#### WHAT IS BEING ASKED:
Beneath this line is the data. Output exactly the lines from the line with "pub fn to_cell(&self)" to the line with "impl fmt::Display for Value", both ends included, and nothing more.

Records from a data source
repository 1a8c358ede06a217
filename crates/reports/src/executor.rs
use crate::{catalog::query::ReportQuery, error::ReportError, filter::CompiledPredicate};
use connectors::sql::base::{connector::SqlConnector, error::DbError};
use model::{core::value::Value, records::table::ResultTable};
use planner::query::{ast::select::Select, renderer::render_sql};
use std::{sync::Arc, time::Duration, time::Instant};
use tracing::{debug, info};

/// Runs composed report queries through a connector, one attempt per call.
#[derive(Clone)]
pub struct QueryExecutor {
    connector: Arc<dyn SqlConnector>,
    timeout: Option<Duration>,
}

impl QueryExecutor {
    pub fn new(connector: Arc<dyn SqlConnector>) -> Self {
        Self {
            connector,
            timeout: None,
        }
    }

    pub fn with_timeout(mut self, timeout: Option<Duration>) -> Self {
        self.timeout = timeout;
        self
    }

    /// SQL text and bound parameters for `report` with `predicate` applied.
    pub fn render(&self, report: &ReportQuery, predicate: &CompiledPredicate) -> (String, Vec<Value>) {
        let composed = predicate.apply(report.select());
        render_sql(&composed, self.connector.dialect())
    }

    pub async fn execute(
        &self,
        report: &ReportQuery,
        predicate: &CompiledPredicate,
    ) -> Result<ResultTable, ReportError> {
        let composed = predicate.apply(report.select());
        self.execute_select(report.name(), &composed).await
    }

    /// Renders and runs an arbitrary `SELECT`; `label` names it in logs and
    /// errors.
    pub async fn execute_select(&self, label: &str, select: &Select) -> Result<ResultTable, ReportError> {
        let (sql, params) = render_sql(select, self.connector.dialect());
        debug!("Rendered SQL for '{}': {}", label, sql);
        debug!("Binding {} parameter(s)", params.len());

        let started = Instant::now();
        let result = match self.timeout {
            Some(limit) => tokio::time::timeout(limit, self.connector.query_table(&sql, params))
                .await
                .unwrap_or(Err(DbError::Timeout(limit))),
            None => self.connector.query_table(&sql, params).await,
        };

        let table = result.map_err(|source| ReportError::QueryExecution {
            report: label.to_string(),
            source,
        })?;

        info!(
            "Report '{}' returned {} rows in {:?}",
            label,
            table.row_count(),
            started.elapsed()
        );
        Ok(table)
    }
}
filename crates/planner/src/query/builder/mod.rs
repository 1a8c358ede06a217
pub mod select;
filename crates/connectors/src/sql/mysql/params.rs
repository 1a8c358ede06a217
use chrono::{Datelike, Timelike};
use model::core::value::Value;
use mysql_async::{Params, Value as MySqlValue};

pub struct MySqlParam(MySqlValue);

impl MySqlParam {
    pub fn from_value(value: &Value) -> Self {
        match value {
            Value::Int(i) => MySqlParam(MySqlValue::Int(*i)),
            Value::Uint(u) => MySqlParam(MySqlValue::UInt(*u)),
            Value::Float(f) => MySqlParam(MySqlValue::Double(*f)),
            Value::Decimal(d) => MySqlParam(MySqlValue::Bytes(d.to_string().into_bytes())),
            Value::String(s) => MySqlParam(MySqlValue::Bytes(s.clone().into_bytes())),
            Value::Boolean(b) => MySqlParam(MySqlValue::Int(i64::from(*b))),
            Value::Bytes(b) => MySqlParam(MySqlValue::Bytes(b.clone())),
            Value::Date(d) => MySqlParam(MySqlValue::Date(
                d.year() as u16,
                d.month() as u8,
                d.day() as u8,
                0,
                0,
                0,
                0,
            )),
            Value::Timestamp(ts) => MySqlParam(MySqlValue::Date(
                ts.year() as u16,
                ts.month() as u8,
                ts.day() as u8,
                ts.hour() as u8,
                ts.minute() as u8,
                ts.second() as u8,
                ts.and_utc().timestamp_subsec_micros(),
            )),
            Value::Null => MySqlParam(MySqlValue::NULL),
        }
    }
}

pub struct MySqlParamStore {
    pub params: Vec<MySqlParam>,
}

impl MySqlParamStore {
    pub fn from_values(values: &[Value]) -> Self {
        let params = values.iter().map(MySqlParam::from_value).collect();
        MySqlParamStore { params }
    }

    pub fn params(&self) -> Params {
        if self.params.is_empty() {
            return Params::Empty;
        }
        let mysql_values: Vec<MySqlValue> = self.params.iter().map(|p| p.0.clone()).collect();
        Params::Positional(mysql_values)
    }
}

#[cfg(test)]
mod tests {
    use super::*;
    use chrono::NaiveDate;

    #[test]
    fn test_string_binds_as_bytes_without_quoting() {
        let store = MySqlParamStore::from_values(&[Value::from("Bob's Pantry"), Value::Int(10)]);
        match store.params() {
            Params::Positional(values) => {
                assert_eq!(values[0], MySqlValue::Bytes(b"Bob's Pantry".to_vec()));
                assert_eq!(values[1], MySqlValue::Int(10));
            }
            other => panic!("unexpected params: {other:?}"),
        }
    }

    #[test]
    fn test_date_and_empty_params() {
        let date = NaiveDate::from_ymd_opt(2025, 3, 1).unwrap();
        let store = MySqlParamStore::from_values(&[Value::Date(date)]);
        match store.params() {
            Params::Positional(values) => {
                assert_eq!(values[0], MySqlValue::Date(2025, 3, 1, 0, 0, 0, 0));
            }
            other => panic!("unexpected params: {other:?}"),
        }

        assert!(matches!(
            MySqlParamStore::from_values(&[]).params(),
            Params::Empty
        ));
    }
}
//! Per-database spelling of identifiers, placeholders and today's date.

pub trait Dialect: Send + Sync {
    /// Wraps an identifier (like a table or column name) in the correct
    /// quotation marks for the dialect, doubling any embedded quote.
    ///
    /// - PostgreSQL and SQLite use double quotes: `"my_column"`
    /// - MySQL uses backticks: `` `my_column` ``
    fn quote_identifier(&self, ident: &str) -> String;

    /// Returns the placeholder for a parameterized query.
    ///
    /// - PostgreSQL uses `$1`, `$2`, etc.
    /// - MySQL and SQLite use `?`
    fn get_placeholder(&self, index: usize) -> String;

    /// The expression yielding today's date.
    fn current_date(&self) -> &'static str;

    /// Returns the name of the dialect (e.g., "PostgreSQL", "MySQL").
    fn name(&self) -> String;
}

#[derive(Debug, Clone, Copy)]
pub struct Postgres;

impl Dialect for Postgres {
    fn quote_identifier(&self, ident: &str) -> String {
        format!(r#""{}""#, ident.replace('"', r#""""#))
    }

    fn get_placeholder(&self, index: usize) -> String {
        format!("${}", index + 1)
    }

    fn current_date(&self) -> &'static str {
        "CURRENT_DATE"
    }

    fn name(&self) -> String {
        "PostgreSQL".into()
    }
}

#[derive(Debug, Clone, Copy)]
pub struct MySql;

impl Dialect for MySql {
    fn quote_identifier(&self, ident: &str) -> String {
        format!("`{}`", ident.replace('`', "``"))
    }

    fn get_placeholder(&self, _index: usize) -> String {
        "?".into()
    }

    fn current_date(&self) -> &'static str {
        "CURDATE()"
    }

    fn name(&self) -> String {
        "MySQL".into()
    }
}

#[derive(Debug, Clone, Copy)]
pub struct Sqlite;

impl Dialect for Sqlite {
    fn quote_identifier(&self, ident: &str) -> String {
        format!(r#""{}""#, ident.replace('"', r#""""#))
    }

    fn get_placeholder(&self, _index: usize) -> String {
        "?".into()
    }

    fn current_date(&self) -> &'static str {
        "DATE('now')"
    }

    fn name(&self) -> String {
        "SQLite".into()
    }
}

#[cfg(test)]
mod tests {
    use super::*;

    #[test]
    fn test_quote_identifier_escapes_quotes() {
        assert_eq!(Postgres.quote_identifier(r#"we"ird"#), r#""we""ird""#);
        assert_eq!(MySql.quote_identifier("we`ird"), "`we``ird`");
        assert_eq!(Sqlite.quote_identifier("city"), r#""city""#);
    }

    #[test]
    fn test_placeholders() {
        assert_eq!(Postgres.get_placeholder(0), "$1");
        assert_eq!(Postgres.get_placeholder(4), "$5");
        assert_eq!(MySql.get_placeholder(3), "?");
        assert_eq!(Sqlite.get_placeholder(3), "?");
    }
}
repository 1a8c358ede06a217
use std::time::Duration;
use thiserror::Error;

/// All errors coming from the database/query layer.
#[derive(Debug, Error)]
pub enum DbError {
    /// Opening the scoped connection for this call failed.
    #[error("Connection failed: {0}")]
    Connection(#[from] ConnectorError),

    /// MySQL driver error.
    #[error("MySQL error: {0}")]
    MySql(#[from] mysql_async::Error),

    /// PostgreSQL driver error.
    #[error("PostgreSQL error: {0}")]
    Postgres(#[from] tokio_postgres::Error),

    /// SQLite driver error.
    #[error("SQLite error: {0}")]
    Sqlite(#[from] rusqlite::Error),

    /// The statement did not finish within the caller's bound.
    #[error("Query timed out after {0:?}")]
    Timeout(Duration),

    /// A blocking driver task panicked or was cancelled.
    #[error("Driver task failed: {0}")]
    Task(String),

    /// A parameter value has no representation in the server's type.
    #[error("Cannot bind parameter '{value}': {reason}")]
    Bind { value: String, reason: String },

    /// A result column could not be decoded into a value.
    #[error("Failed to decode column '{column}': {reason}")]
    Decode { column: String, reason: String },
}

/// Errors happening during connector or connection setup.
#[derive(Debug, Error)]
pub enum ConnectorError {
    /// The connection string could not be parsed.
    #[error("Invalid connection string: {0}")]
    InvalidUrl(String),

    /// TLS connector construction failed.
    #[error("TLS setup failed: {0}")]
    Tls(#[from] native_tls::Error),

    #[error("MySQL connection failed: {0}")]
    MySql(#[from] mysql_async::Error),

    #[error("PostgreSQL connection failed: {0}")]
    Postgres(#[from] tokio_postgres::Error),

    #[error("SQLite open failed: {0}")]
    Sqlite(#[from] rusqlite::Error),
}
use crate::core::data_type::DataType;
use bigdecimal::{BigDecimal, ToPrimitive};
use chrono::{NaiveDate, NaiveDateTime};
use serde::{Deserialize, Serialize};
use std::fmt;

/// A single cell or bound parameter, independent of the database driver.
#[derive(Debug, Clone, Serialize, Deserialize, PartialEq)]
pub enum Value {
    Int(i64),
    Uint(u64),
    Float(f64),
    Decimal(BigDecimal),
    String(String),
    Boolean(bool),
    Date(NaiveDate),
    Timestamp(NaiveDateTime),
    Bytes(Vec<u8>),
    Null,
}

impl Value {
    pub fn is_null(&self) -> bool {
        matches!(self, Value::Null)
    }

    pub fn as_i64(&self) -> Option<i64> {
        match self {
            Value::Int(v) => Some(*v),
            Value::Uint(v) => i64::try_from(*v).ok(),
            Value::Float(v) => Some(*v as i64),
            Value::Decimal(v) => v.to_i64(),
            Value::String(v) => v.parse::<i64>().ok(),
            Value::Boolean(v) => Some(i64::from(*v)),
            Value::Date(_) | Value::Timestamp(_) | Value::Bytes(_) | Value::Null => None,
        }
    }

    pub fn as_f64(&self) -> Option<f64> {
        match self {
            Value::Int(v) => Some(*v as f64),
            Value::Uint(v) => Some(*v as f64),
            Value::Float(v) => Some(*v),
            Value::Decimal(v) => v.to_f64(),
            Value::String(v) => v.parse::<f64>().ok(),
            Value::Boolean(v) => Some(if *v { 1.0 } else { 0.0 }),
            Value::Date(_) | Value::Timestamp(_) | Value::Bytes(_) | Value::Null => None,
        }
    }

    pub fn as_str(&self) -> Option<&str> {
        match self {
            Value::String(v) => Some(v),
            _ => None,
        }
    }

    pub fn data_type(&self) -> DataType {
        match self {
            Value::Int(_) | Value::Uint(_) => DataType::Int,
            Value::Float(_) => DataType::Float,
            Value::Decimal(_) => DataType::Decimal,
            Value::String(_) => DataType::String,
            Value::Boolean(_) => DataType::Boolean,
            Value::Date(_) => DataType::Date,
            Value::Timestamp(_) => DataType::Timestamp,
            Value::Bytes(_) => DataType::Bytes,
            Value::Null => DataType::Null,
        }
    }

    /// Plain-text form used for table cells and CSV fields. `Null` is empty.
    pub fn to_cell(&self) -> String {
        self.to_string()
    }

    pub fn to_json(&self) -> serde_json::Value {
        match self {
            Value::Int(v) => serde_json::Value::from(*v),
            Value::Uint(v) => serde_json::Value::from(*v),
            Value::Float(v) => serde_json::Number::from_f64(*v)
                .map(serde_json::Value::Number)
                .unwrap_or(serde_json::Value::Null),
            Value::Decimal(v) => match v.to_f64().and_then(serde_json::Number::from_f64) {
                Some(number) => serde_json::Value::Number(number),
                None => serde_json::Value::String(v.to_string()),
            },
            Value::Boolean(v) => serde_json::Value::Bool(*v),
            Value::Null => serde_json::Value::Null,
            other => serde_json::Value::String(other.to_cell()),
        }
    }
}

impl fmt::Display for Value {
    fn fmt(&self, f: &mut fmt::Formatter<'_>) -> fmt::Result {
        match self {
            Value::Int(v) => write!(f, "{v}"),
            Value::Uint(v) => write!(f, "{v}"),
            Value::Float(v) => write!(f, "{v}"),
            Value::Decimal(v) => write!(f, "{v}"),
            Value::String(v) => f.write_str(v),
            Value::Boolean(v) => write!(f, "{v}"),
            Value::Date(v) => write!(f, "{}", v.format("%Y-%m-%d")),
            Value::Timestamp(v) => write!(f, "{}", v.format("%Y-%m-%d %H:%M:%S")),
            Value::Bytes(v) => {
                let hex = v
                    .iter()
                    .fold(String::new(), |acc, byte: &u8| acc + &format!("{byte:02x}"));
                write!(f, "\\x{hex}")
            }
            Value::Null => Ok(()),
        }
    }
}

impl From<&str> for Value {
    fn from(value: &str) -> Self {
        Value::String(value.to_string())
    }
}

impl From<String> for Value {
    fn from(value: String) -> Self {
        Value::String(value)
    }
}

impl From<i64> for Value {
    fn from(value: i64) -> Self {
        Value::Int(value)
    }
}

impl<T: Into<Value>> From<Option<T>> for Value {
    fn from(value: Option<T>) -> Self {
        value.map(Into::into).unwrap_or(Value::Null)
    }
}
use bigdecimal::BigDecimal;
use chrono::{NaiveDate, NaiveDateTime};
use model::core::{data_type::DataType, value::Value};
use rusqlite::types::ValueRef;
use std::str::FromStr;

/// Converts one SQLite cell, using the declared column type when the
/// column maps straight onto a table column.
pub(crate) fn cell(raw: ValueRef<'_>, declared: Option<DataType>) -> Value {
    match raw {
        ValueRef::Null => Value::Null,
        ValueRef::Integer(i) => match declared {
            Some(DataType::Boolean) => Value::Boolean(i != 0),
            _ => Value::Int(i),
        },
        ValueRef::Real(f) => Value::Float(f),
        ValueRef::Blob(b) => Value::Bytes(b.to_vec()),
        ValueRef::Text(bytes) => {
            let text = String::from_utf8_lossy(bytes).into_owned();
            match declared {
                Some(DataType::Date) => NaiveDate::parse_from_str(&text, "%Y-%m-%d")
                    .map(Value::Date)
                    .unwrap_or(Value::String(text)),
                Some(DataType::Timestamp) => {
                    NaiveDateTime::parse_from_str(&text, "%Y-%m-%d %H:%M:%S")
                        .map(Value::Timestamp)
                        .unwrap_or(Value::String(text))
                }
                Some(DataType::Decimal) => BigDecimal::from_str(&text)
                    .map(Value::Decimal)
                    .unwrap_or(Value::String(text)),
                _ => Value::String(text),
            }
        }
    }
}

/// Header type for a result column. Computed columns carry no declared type,
/// so the first non-null value decides.
pub(crate) fn header_type(declared: Option<DataType>, rows: &[Vec<Value>], idx: usize) -> DataType {
    declared.unwrap_or_else(|| {
        rows.iter()
            .filter_map(|row| row.get(idx))
            .find(|value| !value.is_null())
            .map(Value::data_type)
            .unwrap_or(DataType::String)
    })
}

#[cfg(test)]
mod tests {
    use super::*;

    #[test]
    fn test_declared_date_text_becomes_date() {
        let value = cell(ValueRef::Text(b"2025-03-17"), Some(DataType::Date));
        assert_eq!(
            value,
            Value::Date(NaiveDate::from_ymd_opt(2025, 3, 17).unwrap())
        );

        let untyped = cell(ValueRef::Text(b"2025-03-17"), None);
        assert_eq!(untyped, Value::from("2025-03-17"));
    }

    #[test]
    fn test_header_type_falls_back_to_values() {
        let rows = vec![vec![Value::Null], vec![Value::Int(4)]];
        assert_eq!(header_type(None, &rows, 0), DataType::Int);
        assert_eq!(header_type(None, &[], 0), DataType::String);
        assert_eq!(header_type(Some(DataType::Date), &rows, 0), DataType::Date);
    }
}
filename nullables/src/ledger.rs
//! Nullable ledger: an in-memory key-value store with failure injection.

use std::collections::BTreeMap;
use std::sync::{Mutex, MutexGuard};

use tessera_ledger::{Ledger, LedgerError, Metadata, StateReader};

type Key = (String, String);

/// One mutation, recorded in the order it happened.
#[derive(Clone, Debug, PartialEq, Eq)]
pub enum LedgerWrite {
    Set { namespace: String, key: String },
    Delete { namespace: String, key: String },
    SetMetadata { namespace: String, key: String },
}

#[derive(Default)]
struct Failures {
    reads: bool,
    /// Writes still allowed before every further write fails.
    writes_left: Option<usize>,
}

/// Thread-safe so a single handle can back a validator and a translator.
#[derive(Default)]
pub struct NullLedger {
    state: Mutex<BTreeMap<Key, Vec<u8>>>,
    metadata: Mutex<BTreeMap<Key, Metadata>>,
    journal: Mutex<Vec<LedgerWrite>>,
    failures: Mutex<Failures>,
}

fn lock<T>(mutex: &Mutex<T>) -> Result<MutexGuard<'_, T>, LedgerError> {
    mutex
        .lock()
        .map_err(|_| LedgerError::Unavailable("null ledger lock poisoned".into()))
}

fn key(namespace: &str, key: &str) -> Key {
    (namespace.to_string(), key.to_string())
}

impl NullLedger {
    pub fn new() -> Self {
        Self::default()
    }

    /// Make every read fail until reset.
    pub fn fail_reads(&self, fail: bool) -> Result<(), LedgerError> {
        lock(&self.failures)?.reads = fail;
        Ok(())
    }

    /// Allow `n` more writes, then fail every write after them.
    pub fn fail_writes_after(&self, n: usize) -> Result<(), LedgerError> {
        lock(&self.failures)?.writes_left = Some(n);
        Ok(())
    }

    pub fn clear_failures(&self) -> Result<(), LedgerError> {
        *lock(&self.failures)? = Failures::default();
        Ok(())
    }

    /// Keys of `namespace` currently holding a non-empty value.
    pub fn keys(&self, namespace: &str) -> Result<Vec<String>, LedgerError> {
        Ok(lock(&self.state)?
            .keys()
            .filter(|(ns, _)| ns == namespace)
            .map(|(_, k)| k.clone())
            .collect())
    }

    pub fn journal(&self) -> Result<Vec<LedgerWrite>, LedgerError> {
        Ok(lock(&self.journal)?.clone())
    }

    fn check_read(&self) -> Result<(), LedgerError> {
        if lock(&self.failures)?.reads {
            return Err(LedgerError::Unavailable("injected read failure".into()));
        }
        Ok(())
    }

    fn record(&self, write: LedgerWrite) -> Result<(), LedgerError> {
        {
            let mut failures = lock(&self.failures)?;
            match failures.writes_left {
                Some(0) => return Err(LedgerError::Backend("injected write failure".into())),
                Some(ref mut n) => *n -= 1,
                None => {}
            }
        }
        lock(&self.journal)?.push(write);
        Ok(())
    }
}

impl StateReader for NullLedger {
    fn get_state(&self, namespace: &str, k: &str) -> Result<Vec<u8>, LedgerError> {
        self.check_read()?;
        Ok(lock(&self.state)?
            .get(&key(namespace, k))
            .cloned()
            .unwrap_or_default())
    }

    fn get_state_metadata(&self, namespace: &str, k: &str) -> Result<Metadata, LedgerError> {
        self.check_read()?;
        Ok(lock(&self.metadata)?
            .get(&key(namespace, k))
            .cloned()
            .unwrap_or_default())
    }
}

impl Ledger for NullLedger {
    fn set_state(&self, namespace: &str, k: &str, value: &[u8]) -> Result<(), LedgerError> {
        self.record(LedgerWrite::Set {
            namespace: namespace.to_string(),
            key: k.to_string(),
        })?;
        let mut state = lock(&self.state)?;
        if value.is_empty() {
            state.remove(&key(namespace, k));
        } else {
            state.insert(key(namespace, k), value.to_vec());
        }
        Ok(())
    }

    fn delete_state(&self, namespace: &str, k: &str) -> Result<(), LedgerError> {
        self.record(LedgerWrite::Delete {
            namespace: namespace.to_string(),
            key: k.to_string(),
        })?;
        lock(&self.state)?.remove(&key(namespace, k));
        lock(&self.metadata)?.remove(&key(namespace, k));
        Ok(())
    }

    fn set_state_metadata(
        &self,
        namespace: &str,
        k: &str,
        metadata: &Metadata,
    ) -> Result<(), LedgerError> {
        self.record(LedgerWrite::SetMetadata {
            namespace: namespace.to_string(),
            key: k.to_string(),
        })?;
        lock(&self.metadata)?.insert(key(namespace, k), metadata.clone());
        Ok(())
    }
}
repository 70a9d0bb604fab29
//! Timestamps used for HTLC deadlines and validation time.
//!
//! Validation takes the timestamp as an explicit argument so that every
//! party re-executing a request evaluates deadlines against the same value.

use serde::{Deserialize, Serialize};
use std::fmt;
use std::time::{SystemTime, UNIX_EPOCH};

/// A Unix timestamp in seconds since epoch (UTC).
#[derive(Clone, Copy, Debug, Default, PartialEq, Eq, PartialOrd, Ord, Hash, Serialize, Deserialize)]
pub struct Timestamp(u64);

impl Timestamp {
    pub const EPOCH: Self = Self(0);

    pub fn new(secs: u64) -> Self {
        Self(secs)
    }

    /// Current system time. A clock before the epoch reads as the epoch.
    pub fn now() -> Self {
        let secs = SystemTime::now()
            .duration_since(UNIX_EPOCH)
            .map(|d| d.as_secs())
            .unwrap_or_default();
        Self(secs)
    }

    pub fn as_secs(&self) -> u64 {
        self.0
    }

    pub fn plus_secs(&self, secs: u64) -> Self {
        Self(self.0.saturating_add(secs))
    }

    /// Whether `deadline` has been reached at this instant (inclusive).
    pub fn has_reached(&self, deadline: Timestamp) -> bool {
        self.0 >= deadline.0
    }
}

impl fmt::Display for Timestamp {
    fn fmt(&self, f: &mut fmt::Formatter<'_>) -> fmt::Result {
        write!(f, "{}s", self.0)
    }
}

#### ANSWER:
    pub fn to_cell(&self) -> String {
        self.to_string()
    }

    pub fn to_json(&self) -> serde_json::Value {
        match self {
            Value::Int(v) => serde_json::Value::from(*v),
            Value::Uint(v) => serde_json::Value::from(*v),
            Value::Float(v) => serde_json::Number::from_f64(*v)
                .map(serde_json::Value::Number)
                .unwrap_or(serde_json::Value::Null),
            Value::Decimal(v) => match v.to_f64().and_then(serde_json::Number::from_f64) {
                Some(number) => serde_json::Value::Number(number),
                None => serde_json::Value::String(v.to_string()),
            },
            Value::Boolean(v) => serde_json::Value::Bool(*v),
            Value::Null => serde_json::Value::Null,
            other => serde_json::Value::String(other.to_cell()),
        }
    }
}

impl fmt::Display for Value {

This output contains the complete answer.